She didn’t know it until a few years ago, but Hasti Rajabi’s early life in conservative Iran was preparing her to become an artist advocating the right of women to express themselves freely. “From childhood, I enjoyed art and was always sketching and painting. I was a shy girl and found an outlet for my emotions on paper. I was painting, sketching, and painting for myself,” she says.
Her school understood her talent and encouraged it.
She married early and started a family. “I continued to make handicrafts and different kinds of art through it all,” she says. Rajabi is concerned about the status of women in her home country, which has strict rules for women. Last year, 22-year-old Mahsa Amini died in police custody after she was arrested for not wearing the hijab properly.
In 2011, when Rajabi’s friend who was studying dentistry in India asked her to come over, the artist bought a plane ticket that would change her life. “I didn’t know anything about India except Bollywood, dances, and the festivals that I watched on TV. But I decided on a night. I came to India. I had to learn English as my mother tongue is Farsi, and we never spoke English,” says Rajabi.
She calls India a magic country, but it was also a blank slate. She studied at Symbiosis for a year but decided to pursue painting instead. “This is where I began to find myself and express my feelings through art,” she says. She never exhibited her art in a gallery before.
A deeply personal exploration
A collection of her works is on display, Rajabi’s first solo show, at Pune’s Vesavar Art Gallery till November 11. Fittingly, the show is called Becoming. “The exhibition is a deeply personal exploration of transformation, emotion, and evolving identity, where each artwork reflects the process of inner growth, healing, and rediscovery,” says Rajabi, who lives in Pune now.
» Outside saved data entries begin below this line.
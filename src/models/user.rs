use std::fmt;

use chrono::{DateTime, Utc};
use serde::{Deserialize, Serialize};
use uuid::Uuid;

use crate::auth::password;

pub const EMAIL_MAX_LEN: usize = 256;
pub const NAME_MAX_LEN: usize = 150;

/// A user account. The email address is the login identifier.
#[derive(Debug, Clone, sqlx::FromRow, Serialize, Deserialize)]
pub struct User {
    pub id: Uuid,
    pub email: String,
    #[serde(skip_serializing)]
    pub password_hash: String,
    /// Cleared instead of deleting the row.
    pub is_active: bool,
    /// Can use the admin API.
    pub is_staff: bool,
    pub is_superuser: bool,
    pub account_created: DateTime<Utc>,
    pub last_login: Option<DateTime<Utc>>,
    pub first_name: String,
    pub last_name: String,
    pub display_name: String,
}

impl User {
    pub fn get_username(&self) -> &str {
        &self.email
    }

    /// First name plus last name, separated by a space.
    pub fn get_full_name(&self) -> String {
        format!("{} {}", self.first_name, self.last_name)
            .trim()
            .to_string()
    }

    pub fn has_usable_password(&self) -> bool {
        password::is_usable(&self.password_hash)
    }

    /// Check a raw password against the stored hash. Accounts without a usable
    /// password never match.
    pub fn check_password(&self, raw: &str) -> bool {
        if !self.has_usable_password() {
            return false;
        }
        password::verify(raw, &self.password_hash).unwrap_or(false)
    }

    pub fn can_access_admin(&self) -> bool {
        self.is_active && self.is_staff
    }
}

impl fmt::Display for User {
    fn fmt(&self, f: &mut fmt::Formatter<'_>) -> fmt::Result {
        f.write_str(&self.email)
    }
}

/// A validated account ready to be inserted. The password is already hashed.
#[derive(Debug, Clone)]
pub struct NewUser {
    pub id: Uuid,
    pub email: String,
    pub password_hash: String,
    pub is_active: bool,
    pub is_staff: bool,
    pub is_superuser: bool,
    pub account_created: DateTime<Utc>,
    pub first_name: String,
    pub last_name: String,
    pub display_name: String,
}

impl NewUser {
    pub fn into_user(self) -> User {
        User {
            id: self.id,
            email: self.email,
            password_hash: self.password_hash,
            is_active: self.is_active,
            is_staff: self.is_staff,
            is_superuser: self.is_superuser,
            account_created: self.account_created,
            last_login: None,
            first_name: self.first_name,
            last_name: self.last_name,
            display_name: self.display_name,
        }
    }
}
pub mod home;

use axum::routing::get;
use axum::Router;

use crate::state::SharedState;

pub fn view_routes() -> Router<SharedState> {
    Router::new().route("/", get(home::index))
}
For a long time, art was a way for Rajabi to express a silent language. Even during the terrifying days of the pandemic, she was painting. Then she made a leap. Rajabi started to show my art with the purpose of inspiring and empowering women to express themselves freely and fearlessly. “A difficult situation in a woman’s life, such as a divorce, can bring them down. They feel no control and fear that they are weak. Through my art, I began to send out a message that they are enough,” she says.
Her style is modern and emotional. She works with mixed media, layers, and texture because emotions are never flat. “I love calligraphy as well as the abstract form,” she says. One of the most powerful pieces is The Universe in Her Step. It has a number of women holding hands and dancing. The piece is a celebration of feminine energy and unity. Each figure moves in harmony with the cosmos. Each colour in the work is symbolic; red is for desire and love, green is for renewal and nature, while yellow recalls the glowing sun, marking a beginning.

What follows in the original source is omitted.